2898. Embtel 2784, Dec 18.1 Fol are our thoughts on Churchill visit including comments on PM’s list of topics and on paper forwarded with Raynor letter Dec 17 (TCT memo–3a).2

I. General

A.
While gen Brit situation is well known, it may be helpful to remind ourselves of some of its basic elements as background for Churchill’s talks. Brit are proud and sturdy people who have worked hard to recover from immense damage of two world wars. A year ago they were convinced they had achieved substantial success and were looking forward to further econ gains and hoped for an easing of internatl tension. This situation has been substantially altered and they have now been plunged back into serious econ difficulties which will affect their attitudes as well as their well being. Although often loathe to admit it, thoughtful Brit realize that they are overextended economically, politically and militarily; they have perhaps been attempting too much and their commitments, which they have inherited from days of their greater strength, are now too great for their resources. They are trying desperately to maintain their position as a first-class power, seat of empire, head of Commonwealth and center of sterling area. They are aware of the thin margin on which they operate, both economically and in internatl political field, which causes them to be extremely sensitive to any hint that our position is not consistent with theirs, especially in areas where they have had primary responsibility. They are perfectly prepared to recognize they occupy a junior position in partnership with US but are convinced they have much to offer in experience, wisdom and positions of influence around the world.
B.
There is no doubt that Churchill’s principal objective is to re-emphasize close and intimate relationship between US and UK. Specific topics discussed and possible agrmts or decisions reached are definitely subsidiary in his mind to this principal purpose. [Page 721] Churchill inevitably thinks in terms of close US–UK association during the war, feels Labor Govt was inept in handling its relationships with US and believes US–UK imtimacy can to large degree be re-established. He is supremely confident of his understanding of America, constantly referring to his “American cousins”, and feels he is especially qualified to bring us closer.
C.
Churchill feels that danger of war is lessening but will continue during 1952 and 1953 and that rearmament program shld continue. However he seems to share to some extent gen Brit fear that western resources might be too extravagantly devoted to rearmament after 1953, with risk of serious danger to basic west econ structure, ultimately resulting in a relatively weakened position vis-à-vis USSR. Although Churchill has no doubts whatever as to US motives, he probably does feel US inclined to be impetuous and thus unnecessarily increase danger of war.
D.
Churchill is definitely aging and is no longer able to retain his full clarity and energy for extended periods. Also he is increasingly living in the past and talking in terms of conditions no longer existing. These developments in his personality mean that he is more difficult to deal with while at same time his advisers have gained in power and stature. In FonAff field for instance Eden is more and more inclined to stand up for his own views. While members of Govt of course continue to defer to Churchill’s idiosyncracies, Eden and Butler in particular are developing real independent stature and influence in party. This will be important in discussion of topics such as Sudan for instance, on which Eden feels strongly (see below under ME).
E.
All our Brit contacts emphasize that the agenda is largely Churchill’s personal work and that he is making his own decisions on lines he intends to follow in discussions. He is not only being close-mouthed about his thoughts but has probably not yet made up his mind on many details and is of course notoriously unpredictable. Specific comments which follow are therefore necessarily vague and based almost entirely on speculation and guesswork.

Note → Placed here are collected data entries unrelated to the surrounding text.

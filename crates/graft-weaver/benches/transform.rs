use criterion::{black_box, criterion_group, criterion_main, BenchmarkId, Criterion};
use graft_bytecode::{access, Insn, MemberRef, TypeBuilder, TypeNode};
use graft_weaver::{
    AdviceBinding, InMemoryResolver, MixinDescription, TransformPlan, Transformer,
    TypeDescriptor,
};
use std::sync::Arc;

fn object_init() -> Insn {
    Insn::Invokespecial(MemberRef::new("std/Object", "<init>", "()V"))
}

/// Target with `methods` arithmetic methods
fn target(methods: usize) -> Vec<u8> {
    let mut builder = TypeBuilder::new("bench/Target").method(access::PUBLIC, "<init>", "()V", |m| {
        m.emit(Insn::Aload(0)).emit(object_init()).emit(Insn::Return);
    });
    for i in 0..methods {
        builder = builder.method(access::PUBLIC, &format!("m{}", i), "(I)I", |m| {
            m.emit(Insn::Iload(1))
                .emit(Insn::Iconst(i as i32))
                .emit(Insn::Iadd)
                .emit(Insn::Ireturn);
        });
    }
    builder.to_bytes().unwrap()
}

fn donor() -> Vec<u8> {
    let field = MemberRef::new("bench/Donor", "state", "I");
    TypeBuilder::new("bench/Donor")
        .field(access::PRIVATE, "state", "I")
        .method(access::PUBLIC, "init", "()V", |m| {
            m.emit(Insn::Aload(0))
                .emit(Insn::Iconst(1))
                .emit(Insn::Putfield(field.clone()))
                .emit(Insn::Return);
        })
        .to_bytes()
        .unwrap()
}

fn bench_decode(c: &mut Criterion) {
    let bytes = target(32);
    c.bench_function("decode_32_methods", |b| {
        b.iter(|| TypeNode::decode(black_box(&bytes)).unwrap());
    });
}

fn bench_transform(c: &mut Criterion) {
    let resolver = InMemoryResolver::new().with("bench/Donor", donor());
    let transformer = Transformer::new(Arc::new(resolver));
    let mixin = TransformPlan::new().mixin(
        MixinDescription::new(TypeDescriptor::class("bench/Donor")).with_initializer("init"),
    );

    let mut group = c.benchmark_group("transform");
    for methods in [4usize, 32, 128] {
        let bytes = target(methods);
        group.bench_with_input(BenchmarkId::new("mixin", methods), &bytes, |b, bytes| {
            b.iter(|| transformer.transform(black_box(bytes), &mixin).unwrap());
        });

        let mut advised = TransformPlan::new();
        for i in 0..methods {
            advised = advised.advice(AdviceBinding::new(
                format!("m{}", i),
                MemberRef::new("bench/Hooks", "enter", "()V"),
            ));
        }
        group.bench_with_input(BenchmarkId::new("advice", methods), &bytes, |b, bytes| {
            b.iter(|| transformer.transform(black_box(bytes), &advised).unwrap());
        });
    }
    group.finish();
}

criterion_group!(benches, bench_decode, bench_transform);
criterion_main!(benches);
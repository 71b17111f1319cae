//! Graft bytecode
//!
//! The compiled type representation used by the graft weaver: opcodes, the
//! constant pool, the binary type-image format, symbolic instructions with
//! labels and frames, descriptors, the visitor traits, the tree form, the
//! writer, a builder, a disassembler and the structural verifier.

#![warn(missing_docs)]
#![warn(rust_2018_idioms)]

pub mod builder;
pub mod constants;
pub mod descriptor;
pub mod disasm;
pub mod encoder;
pub mod image;
pub mod insn;
pub mod node;
pub mod opcode;
pub mod verify;
pub mod visitor;
pub mod writer;

pub use builder::{MethodBuilder, TypeBuilder};
pub use constants::ConstantPool;
pub use descriptor::{DescriptorError, FieldType, MethodDescriptor};
pub use disasm::{disassemble, disassemble_method};
pub use encoder::{BytecodeReader, BytecodeWriter, DecodeError};
pub use image::{access, ImageError, TypeImage};
pub use insn::{Frame, Insn, Label, MemberRef, TryCatchBlock, VType};
pub use node::{MethodNode, TypeNode};
pub use opcode::Opcode;
pub use verify::{verify_method, verify_type, VerifyError};
pub use visitor::{FieldInfo, MethodInfo, MethodVisitor, TypeHeader, TypeVisitor};
pub use writer::TypeWriter;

II. Churchill agenda (incorporating comments on TCT paper).3

1. Defense.

A.

Organization of West for defense. Under this topic Churchill is expected to bring up TCC report4 and will also discuss gen NATO [Page 722] organization, presumably on basis report just completed for him by Gen Ian Jacobs. We so far have no info on content this report.

As mentioned under 3–B below,5 Churchill is expected to raise question of broadening end-item criteria either in this connection or under organization on west topic. We may request increased mil aid and stress necessity flexibility location and use Brit forces in terms global requirements containment USSR. He will emphasize relative combat readiness of UK forces and relatively small (7 percent) percentage of mil aid to title I countries going to UK.

Emb believes that this may offer opportunity to obtain an increased Brit contribution to NATO together with an understanding that if hostilities broke out with Sov bloc in some area outside NATO, Brit could shift strength to such area without violating NATO commitments. This wld allow Brit (1) to increase contribution to NATO, (2) to increase Brit eligibility for mil aid and (3) at same time to provide assurance that in event of crisis with Sov bloc, UK wld retain sufficient flexibility to meet threat in any area.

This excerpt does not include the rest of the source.